Carlo Rotella | The World is Always Coming to an End: Pulling Together and Apart in a Chicago Neighborhood

Tuesday, 11/19/19
315 Wheeler Hall

Carlo Rotella | The World is Always Coming to an End: Pulling Together and Apart in a Chicago Neighborhood
In conversation with Fred Blackwell, CEO of the San Francisco Foundation
Tuesday, November 19, 7:00pm-8:30pm
Maude Fife Room, 315 Wheeler Hall

Co-sponsors: Global Urban Humanities Initiative, Department of English, American Studies Program, Department of Sociology, and Graduate School of Journalism

Rotella's book will be available for sale at the event starting at 6:30pm.

Carlo Rotella will speak on his new book, which one reviewer called “an urban history with the soul of a memoir.” The World is Always Coming to an End: Pulling Together and Apart in a Chicago Neighborhood is a hauntingly personal account of this scholar-journalist’s return to the Chicago neighborhood where he grew up. Rotella was raised in two houses at opposite ends of Chicago’s South Shore neighborhood in the 1970’s. It’s a neighborhood of trim bungalow blocks and desolate commercial avenues, lakefront high-rises with magnificent views and walkup apartment buildings filled with Section 8 voucher-holders. 

In the decades since Rotella lived there, the hollowing out of the middle class has left haves and have-nots confronting one another across an expanding gap that makes it ever harder for them to recognize each other as neighbors. Blending journalism and archival research, The World is Always Coming to an End examines race and class through the lenses of both childhood memory and economic and political analysis.

Read an excerpt from the book in the New Yorker and an op-ed by Rotella in the New York Times.

Carlo Rotella is Professor of English, American Studies and Journalism at Boston College. His books include Playing in Time: Essays, Profiles, and Other True Stories; Cut Time: an Education at the Fights; Good with Their Hands: Boxers, Bluesmen and Other Characters from the Rust Belt; and October Cities: The Redevelopment of Urban Literature.  He has received a Guggenheim fellowship, the Whiting Writers Award and the L.L. Winship/PEN New England Award. He writes regularly for the New York Times Magazine, has been a columnist for the Boston Globe and radio commentator for WGBH, and his work has also appeared in the New Yorker, Harper’s and The Best American Essays.

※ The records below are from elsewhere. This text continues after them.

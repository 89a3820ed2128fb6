/// Which revision of the rating formula to apply. Older revisions are kept
/// so a historical recalculation can be reproduced exactly.
#[derive(Debug, Clone, Copy, PartialEq, Eq)]
pub enum FormulaVersion {
    /// Fixed K regardless of match length or margin (launch formula)
    Classic,
    /// K scaled by the number of sets played
    SetsWeighted,
    /// K scaled by sets played and average point margin (current)
    MarginWeighted,
}

#[derive(Debug, Clone)]
pub struct RatingSettings {
    pub initial_rating: f64,
    pub base_k: f64,
    pub reference_sets: f64,
    pub reference_margin: f64,
    pub margin_cap: f64,
    pub formula: FormulaVersion,
}

impl Default for RatingSettings {
    fn default() -> Self {
        Self {
            initial_rating: 1500.0,
            base_k: 32.0,
            reference_sets: 3.0,
            reference_margin: 5.0,
            margin_cap: 1.5,
            formula: FormulaVersion::MarginWeighted,
        }
    }
}

#[derive(Debug, Clone)]
pub struct AppConfig {
    pub rating: RatingSettings,
}

impl Default for AppConfig {
    fn default() -> Self {
        Self::new()
    }
}

impl AppConfig {
    pub fn new() -> Self {
        Self {
            rating: RatingSettings::default(),
        }
    }

    pub fn database_path() -> String {
        std::env::var("DATABASE_PATH").unwrap_or_else(|_| "pingpong_ladder.db".to_string())
    }

    pub fn admin_token() -> String {
        std::env::var("ADMIN_TOKEN").unwrap_or_else(|_| "secret".to_string())
    }
}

Fred Blackwell is the CEO of the San Francisco Foundation. An Oakland native, Blackwell served as interim city administrator for the city of Oakland and was the executive director of the San Francisco Redevelopment Agency and director of the Mayor’s Office of Community Development in San Francisco. He is a visiting professor in the department of City and Regional Planning at UC Berkeley and the Co-Chair of CASA — The Committee to House the Bay Area. He holds a master’s degree in city planning from UC Berkeley and a bachelor’s degree in urban studies from Morehouse College.